Jeszcze w środę wojewoda mazowiecki Konstanty Radziwiłł informował o kolejnych decyzjach powiększających bazę łóżkową dla pacjentów z COVID-19 w regionie. Według niego zgodnie z wydanymi ostatnio decyzjami, liczba ta ma poszerzyć się o 500 miejsc. Decyzje te dotyczą między innymi: Międzyleskiego Szpitala Specjalistycznego w Warszawie (dodatkowe 50 łóżek), Szpitala Bielańskiego (więcej o 67 łóżek), Narodowego Instytutu Geriatrii, Reumatologii i Rehabilitacji (dochodzi 31 łóżek, w tym dwa z respiratorami).

Jak ponadto przekazał Mazowiecki Urząd Wojewódzki, z "zebranych danych z raportów szpitalnych wynika, że szpitale na terenie województwa mazowieckiego dysponują wolnymi miejscami". "W województwie mazowieckim na wszystkich poziomach zabezpieczenia (I poziom – dla pacjentów z podejrzeniem zakażenia, II poziom – dla pacjentów z potwierdzonym zakażeniem, III poziom – szpital MSWiA w Warszawie) obecnie przygotowanych jest 3 614 łóżek dla pacjentów z koronawirusem, w tym 385 miejsc respiratorowych, z czego zajętych jest 2 860 łóżek, w tym 325 łóżek respiratorowych" – przekonywał urząd.
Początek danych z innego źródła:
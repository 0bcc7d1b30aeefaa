pub use crate::{
    artifact::{Artifact, FacadeManifest, ResolvedFacade, fingerprint, generate_artifact},
    asset::FacadeAsset,
    catalog::{Catalog, CatalogEntry, Category},
    config::FacadeConfig,
    error::FacadeError,
    facade::{Export, Facade},
    plugin::FacadePlugin,
    reflect::{ReflectScriptBinding, RegistryIndex, ScriptBinding},
    source::{ModuleTable, SourceIndex, TypeIdentity},
    systems::{CatalogFingerprint, FacadeChecked},
};
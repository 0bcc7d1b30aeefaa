use bevy::{
    log::{debug, info},
    platform::collections::{HashMap, HashSet},
};

use crate::{
    catalog::{Catalog, Category},
    config::FacadeConfig,
    error::{FacadeError, Result},
    render::{import_binding, last_segment},
    source::{SourceIndex, TypeIdentity},
};

/// A public alias and the engine type it stands for.
#[derive(Clone, Debug, PartialEq, Eq)]
pub struct Export {
    pub alias: String,
    pub category: Category,
    pub identity: TypeIdentity,
}

/// A catalog entry that is listed in the artifact but never resolves.
#[derive(Clone, Debug, PartialEq, Eq)]
pub struct DisabledExport {
    pub alias: String,
    pub category: Category,
    pub source: TypeIdentity,
    pub reason: String,
}

/// The export table of a facade: every public alias mapped to exactly one
/// engine type.
///
/// # Description
///
/// Exports are kept in artifact order: blocks follow [`Category`] order and
/// aliases are sorted within each block. The same catalog and sources always
/// produce the same table, whatever order the catalog lists its entries in.
#[derive(Clone, Debug, Default)]
pub struct Facade {
    exports: Vec<Export>,
    disabled: Vec<DisabledExport>,
    index: HashMap<String, usize>,
}

impl Facade {
    /// Builds the export table with the default import prefix.
    pub fn generate(catalog: &Catalog, sources: &impl SourceIndex) -> Result<Self> {
        Self::generate_with(catalog, sources, &FacadeConfig::default())
    }

    /// Builds the export table, failing on the first entry (in catalog order)
    /// that cannot be exported.
    pub fn generate_with(
        catalog: &Catalog,
        sources: &impl SourceIndex,
        config: &FacadeConfig,
    ) -> Result<Self> {
        config.validate()?;

        let mut by_alias: HashMap<String, Export> = HashMap::default();
        let mut disabled: Vec<DisabledExport> = Vec::new();
        let mut bindings: HashMap<String, String> = HashMap::default();

        for entry in catalog.iter() {
            validate_alias(&entry.public_alias, &config.import_prefix)?;
            validate_source(&entry.public_alias, &entry.module, &entry.internal_name)?;

            if let Some(reason) = &entry.disabled {
                if reason.chars().any(breaks_line) {
                    return Err(FacadeError::InvalidEntry {
                        alias: entry.public_alias.clone(),
                        field: "disabled reason",
                        value: reason.clone(),
                        reason: "it may not contain line breaks or control characters",
                    });
                }
                disabled.push(DisabledExport {
                    alias: entry.public_alias.clone(),
                    category: entry.category,
                    source: TypeIdentity::new(&entry.module, &entry.internal_name),
                    reason: reason.clone(),
                });
                continue;
            }

            let identity = sources
                .resolve(&entry.module, &entry.internal_name)
                .ok_or_else(|| FacadeError::UnresolvedSource {
                    module: entry.module.clone(),
                    name: entry.internal_name.clone(),
                    alias: entry.public_alias.clone(),
                })?;
            validate_source(&entry.public_alias, &identity.module, &identity.name)?;

            let binding = import_binding(&identity.module, &config.import_prefix);
            match bindings.get(&binding) {
                Some(first) if *first != identity.module => {
                    return Err(FacadeError::BindingCollision {
                        binding,
                        first: first.clone(),
                        second: identity.module.clone(),
                    });
                }
                Some(_) => {}
                None => {
                    bindings.insert(binding, identity.module.clone());
                }
            }

            match by_alias.get(&entry.public_alias) {
                Some(existing) if existing.identity != identity => {
                    return Err(FacadeError::DuplicateAlias {
                        alias: entry.public_alias.clone(),
                        first: existing.identity.clone(),
                        second: identity,
                    });
                }
                Some(_) => {
                    debug!(
                        "Collapsing repeated alias \"{}\" for {}",
                        entry.public_alias, identity
                    );
                }
                None => {
                    by_alias.insert(
                        entry.public_alias.clone(),
                        Export {
                            alias: entry.public_alias.clone(),
                            category: entry.category,
                            identity,
                        },
                    );
                }
            }
        }

        let mut exports: Vec<Export> = by_alias.into_values().collect();
        exports.sort_by(|a, b| (a.category, &a.alias).cmp(&(b.category, &b.alias)));

        let index: HashMap<String, usize> = exports
            .iter()
            .enumerate()
            .map(|(position, export)| (export.alias.clone(), position))
            .collect();

        // A disabled entry never shadows a live export, and is listed once.
        let mut seen: HashSet<String> = HashSet::default();
        disabled.retain(|entry| {
            !index.contains_key(&entry.alias) && seen.insert(entry.alias.clone())
        });
        disabled.sort_by(|a, b| (a.category, &a.alias).cmp(&(b.category, &b.alias)));

        info!(
            "Generated facade with {} exports ({} disabled) from {} catalog entries",
            exports.len(),
            disabled.len(),
            catalog.len()
        );

        Ok(Self {
            exports,
            disabled,
            index,
        })
    }

    /// The engine type behind `alias`, if the facade exports it.
    pub fn resolve(&self, alias: &str) -> Option<&TypeIdentity> {
        self.get(alias).map(|export| &export.identity)
    }

    pub fn get(&self, alias: &str) -> Option<&Export> {
        self.index.get(alias).map(|&position| &self.exports[position])
    }

    pub fn contains(&self, alias: &str) -> bool {
        self.index.contains_key(alias)
    }

    /// All exports in artifact order.
    pub fn exports(&self) -> impl Iterator<Item = &Export> {
        self.exports.iter()
    }

    pub fn aliases(&self) -> impl Iterator<Item = &str> {
        self.exports.iter().map(|export| export.alias.as_str())
    }

    /// The exports of one block, sorted by alias.
    pub fn block(&self, category: Category) -> impl Iterator<Item = &Export> {
        self.exports
            .iter()
            .filter(move |export| export.category == category)
    }

    pub fn disabled(&self) -> impl Iterator<Item = &DisabledExport> {
        self.disabled.iter()
    }

    pub fn len(&self) -> usize {
        self.exports.len()
    }

    pub fn is_empty(&self) -> bool {
        self.exports.is_empty()
    }
}

const RESERVED_WORDS: &[&str] = &[
    "break", "case", "catch", "class", "const", "continue", "debugger", "default", "delete", "do",
    "else", "enum", "export", "extends", "false", "finally", "for", "function", "if", "import",
    "in", "instanceof", "new", "null", "return", "super", "switch", "this", "throw", "true", "try",
    "typeof", "var", "void", "while", "with",
];

pub(crate) fn is_identifier_start(c: char) -> bool {
    c.is_ascii_alphabetic() || c == '_' || c == '$'
}

pub(crate) fn is_identifier_part(c: char) -> bool {
    c.is_ascii_alphanumeric() || c == '_' || c == '$'
}

/// Characters that would end a `//` comment or a string literal early.
fn breaks_line(c: char) -> bool {
    c.is_control() || c == '\u{2028}' || c == '\u{2029}'
}

fn identifier_error(text: &str) -> Option<&'static str> {
    let mut chars = text.chars();
    let Some(first) = chars.next() else {
        return Some("it is empty");
    };
    if !is_identifier_start(first) {
        return Some("it must start with a letter, '_' or '$'");
    }
    if !chars.all(is_identifier_part) {
        return Some("it may only contain letters, digits, '_' or '$'");
    }
    if RESERVED_WORDS.contains(&text) {
        return Some("it is a reserved word");
    }
    None
}

/// Checks that `alias` can be written as `export import <alias> = ...`.
pub fn validate_alias(alias: &str, import_prefix: &str) -> Result<()> {
    let invalid = |reason: &'static str| -> Result<()> {
        Err(FacadeError::InvalidAlias {
            alias: alias.to_string(),
            reason,
        })
    };

    if let Some(reason) = identifier_error(alias) {
        return invalid(reason);
    }
    if !import_prefix.is_empty() && alias.starts_with(import_prefix) {
        return invalid("it starts with the reserved import prefix");
    }

    Ok(())
}

/// Checks that `module` fits in `require("<module>")` and `name` can follow
/// the import binding as `<binding>.<name>`.
pub fn validate_source(alias: &str, module: &str, name: &str) -> Result<()> {
    let invalid = |field: &'static str, value: &str, reason: &'static str| -> Result<()> {
        Err(FacadeError::InvalidEntry {
            alias: alias.to_string(),
            field,
            value: value.to_string(),
            reason,
        })
    };

    if module
        .chars()
        .any(|c| c == '"' || c == '\\' || breaks_line(c))
    {
        return invalid(
            "module",
            module,
            "it may not contain quotes, backslashes or line breaks",
        );
    }
    if last_segment(module).is_none() {
        return invalid("module", module, "it has no named path segment");
    }
    if let Some(reason) = identifier_error(name) {
        return invalid("internal name", name, reason);
    }

    Ok(())
}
Według urzędu w środę wolne miejsca można było znaleźć też w Warszawie. "Na wszystkich poziomach zabezpieczenia w stolicy jest 1636 miejsc, z czego zajęte są 1284. Na II poziomie zabezpieczenia w Warszawie jest obecnie 777 łóżek, z czego zajęte są 643 łóżka" - podał urząd.

Według raportów przekazywanych 10 marca do Mazowieckiego Urzędu Wojewódzkiego, w szpitalach tymczasowych hospitalizowanych było: 42 pacjentów, w tym siedmiu pod respiratorem w Szpitalu Południowym; 22 pacjentów w Szpitalu w Płocku; 65 pacjentów, w tym dziewięciu pod respiratorem w Szpitalu w Siedlcach; 58 pacjentów w tym 12 pod respiratorem w Szpitalu modułowym WIM. Pacjenci są też hospitalizowani w Szpitalu Narodowym.

Wojewoda poinformował również, że w najbliższych dniach uruchomione zostaną szpitale tymczasowe na Okęciu w Warszawie oraz w Ostrołęce i w Radomiu. - Do każdego z tych szpitali wspieramy pozyskanie dodatkowego personelu – zaznaczył.